NJ Seller Responsible for Costly Enviro Closure Under Contract of Sale
A recent unpublished New Jersey Appellate decision highlights the inadvisability of open-ended agreements to obtain final remediation documents in connection with a sale of New Jersey property. In 89 Water Street Associates LLC v. John H. Reilly III et al., the appellate panel concluded that the owner of an industrial property is still obligated under a 2004 sales contract to obtain environmental closures for the site, in spite of greatly increased costs under a new legislative scheme enacted in 2009.
The subject contract of sale was entered into in October 2004, and imposed an obligation to obtain from the NJDEP confirmation that the industrial property was properly remediated under existing or future environmental laws or regulations. In 2004, the final remediation document (FRD) would have been issued pursuant to NJ's Industrial Site Remediation Act (ISRA). From 2005 through 2010, neither party took any action to terminate their agreement or demand that closing occur. In 2009, New Jersey enacted the Site Remediation Reform Act (SRRA), which established the Licensed Site Remediation Professional (LSRP) program and changed the process of how sites are remediated. The defendant sellers sought to cancel the contract in 2012, without having obtained an FRD. In March 2015, 89 Water Street Associates filed its suit seeking declaratory judgment that the contract of sale had not terminated and that it was not obligated to close until defendants obtained the environmental closure.
The Appellate panel concluded that even though the cost of obtaining an RAO, the closure document under SRRA, was not contemplated by the parties, and the cost to do so exceeded the contract purchase price (due in part to the new LSRP process), the defendant sellers were not relieved of their contractual duties. Importantly, the contract did not contain a time of the essence clause or language stating that failure to close by a date certain would be grounds to cancel or terminate the agreement. Moreover, the contract did not impose any time limit for defendants to secure required documents nor did it place a cap on the amount of costs the seller would have to incur in order to secure the clearances from the NJDEP.

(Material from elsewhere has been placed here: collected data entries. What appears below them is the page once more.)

// File: testing/integration/src/cache.rs
//
// Pre-mined chain cache
//
// The cache holds one datadir per node index up to MAX_NODES. It is either
// complete or rebuilt from scratch: a 200 block chain mined by the first four
// nodes at fixed timestamps, so the result does not depend on the wall
// clock. Tests copy the entries they need and re-apply their own config on
// top of the copy; the cache itself is never mutated by a test.
//
// The bootstrap cluster runs under <root>/partial and its datadirs are only
// moved into place once the chain is complete. A failed build stays there,
// logs included, until the next rebuild discards it.

use crate::cluster::ClusterController;
use crate::config::{ClusterConfig, MAX_NODES};
use crate::datadir::{
    copy_tree, datadir_path, initialize_datadir, prune_datadir, CACHE_RETAINED_ENTRIES,
};
use crate::error::{HarnessError, HarnessResult, IoResultExt};
use crate::rpc::RpcConnector;
use indexmap::IndexMap;
use log::{info, warn};
use std::fs;
use std::path::{Path, PathBuf};
use std::sync::Arc;

/// Genesis timestamp of the test network
pub const GENESIS_TIMESTAMP: u64 = 1_296_688_602;

/// Seconds between two cached blocks
pub const BLOCK_SPACING_SECS: u64 = 10 * 60;

/// Mock time the cache is mined against
pub const CACHE_MOCKTIME: u64 = GENESIS_TIMESTAMP + 201 * BLOCK_SPACING_SECS;

/// Number of nodes that mine into the cache
pub const CACHE_MINERS: usize = 4;

/// Blocks each miner produces per pass
pub const BLOCKS_PER_BATCH: usize = 25;

/// Passes over the miners
pub const MINING_PASSES: usize = 2;

/// Directory the bootstrap cluster runs in until the cache is complete
pub const STAGING_DIR: &str = "partial";

/// Timestamp of the first cached block
pub fn first_block_time() -> u64 {
    CACHE_MOCKTIME - 201 * BLOCK_SPACING_SECS
}

#[derive(Debug, Clone)]
pub struct ChainCache {
    root: PathBuf,
}

impl ChainCache {
    pub fn new(root: impl Into<PathBuf>) -> Self {
        Self { root: root.into() }
    }

    pub fn root(&self) -> &Path {
        &self.root
    }

    /// Cached datadir of node `n`
    pub fn entry(&self, n: usize) -> PathBuf {
        datadir_path(&self.root, n)
    }

    /// Working directory of the bootstrap cluster
    pub fn staging(&self) -> PathBuf {
        self.root.join(STAGING_DIR)
    }

    /// Complete iff every index below MAX_NODES has a datadir
    pub fn is_valid(&self) -> bool {
        (0..MAX_NODES).all(|n| self.entry(n).is_dir())
    }

    /// Delete every cached datadir that exists, and any leftover build
    pub fn invalidate(&self) -> HarnessResult<()> {
        for n in 0..MAX_NODES {
            let entry = self.entry(n);
            if entry.is_dir() {
                fs::remove_dir_all(&entry).with_path(&entry)?;
            }
        }
        let staging = self.staging();
        if staging.is_dir() {
            fs::remove_dir_all(&staging).with_path(&staging)?;
        }
        Ok(())
    }

    /// Rebuild the cache unless it is already complete.
    ///
    /// Returns whether a rebuild happened. `config` supplies the binary,
    /// timeouts and port seed of the bootstrap cluster; its node count and
    /// per-test overrides are ignored.
    pub async fn ensure(
        &self,
        config: &ClusterConfig,
        connector: Arc<dyn RpcConnector>,
    ) -> HarnessResult<bool> {
        if self.is_valid() {
            if log::log_enabled!(log::Level::Debug) {
                log::debug!("Chain cache at {:?} is complete", self.root);
            }
            return Ok(false);
        }

        info!("Chain cache at {:?} is incomplete, rebuilding", self.root);
        self.invalidate()?;
        fs::create_dir_all(&self.root).with_path(&self.root)?;

        if let Err(e) = self.build(config, connector).await {
            warn!(
                "Chain cache construction failed ({}), node logs kept under {:?}",
                e,
                self.staging()
            );
            return Err(e);
        }
        Ok(true)
    }

    async fn build(&self, config: &ClusterConfig, connector: Arc<dyn RpcConnector>) -> HarnessResult<()> {
        let bootstrap = ClusterConfig {
            num_nodes: MAX_NODES,
            binaries: None,
            conf_overrides: IndexMap::new(),
            clean_chain: true,
            remote: None,
            ..config.clone()
        };

        let staging = self.staging();
        let mut cluster = ClusterController::new(bootstrap, &staging, connector)?;
        cluster.initialize_chain_clean()?;
        cluster.add_nodes(MAX_NODES, None)?;

        let mined = Self::mine(&mut cluster).await;
        let stopped = cluster.stop_nodes().await;
        mined?;
        stopped?;
        drop(cluster);

        let removed = prune_entries(&staging)?;
        for n in 0..MAX_NODES {
            let (from, to) = (datadir_path(&staging, n), self.entry(n));
            fs::rename(&from, &to).with_path(&to)?;
        }
        fs::remove_dir_all(&staging).with_path(&staging)?;

        info!("Chain cache built, {} transient entries pruned", removed);
        Ok(())
    }

    /// Start the bootstrap cluster and mine the fixed chain
    async fn mine(cluster: &mut ClusterController) -> HarnessResult<()> {
        cluster.start_nodes(&[]).await?;
        for n in 1..cluster.len() {
            cluster.connect_nodes(n, 0).await?;
        }

        let mut block_time = first_block_time();
        for pass in 0..MINING_PASSES {
            for miner in 0..CACHE_MINERS {
                for _ in 0..BLOCKS_PER_BATCH {
                    cluster.set_node_times(block_time).await?;
                    cluster.node(miner)?.generate(1).await?;
                    block_time += BLOCK_SPACING_SECS;
                }
                // the next miner must build on the same chain
                cluster.sync_blocks().await?;
                if log::log_enabled!(log::Level::Debug) {
                    log::debug!("Cache pass {} miner {} done", pass, miner);
                }
            }
        }
        Ok(())
    }

    /// Strip every cached datadir down to its chain data, returning the
    /// number of removed entries
    pub fn prune(&self) -> HarnessResult<usize> {
        prune_entries(&self.root)
    }

    /// Copy the first `config.num_nodes` entries into `workdir` and write the
    /// test's own config over each copy
    pub fn copy_to(&self, workdir: &Path, config: &ClusterConfig) -> HarnessResult<()> {
        if !self.is_valid() {
            return Err(HarnessError::Config(format!(
                "chain cache at {:?} is incomplete",
                self.root
            )));
        }

        for n in 0..config.num_nodes {
            copy_tree(&self.entry(n), &datadir_path(workdir, n))?;
            initialize_datadir(
                workdir,
                n,
                &config.ports,
                config.bind_host(),
                &config.conf_overrides,
            )?;
        }
        Ok(())
    }
}

fn prune_entries(root: &Path) -> HarnessResult<usize> {
    let mut removed = 0;
    for n in 0..MAX_NODES {
        removed += prune_datadir(&datadir_path(root, n), &CACHE_RETAINED_ENTRIES)?;
    }
    Ok(removed)
}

This case should serve as a cautionary reminder of the complicated and costly issues that can arise in transactions involving industrial and/or contaminated property and how these can vary from state to state. If you encounter environmental issues in connection with real property transactions or need assistance drafting environmental provisions in purchase and sale agreements, it is always prudent to contact an environmental attorney familiar with the nuances of the state in which the property is located.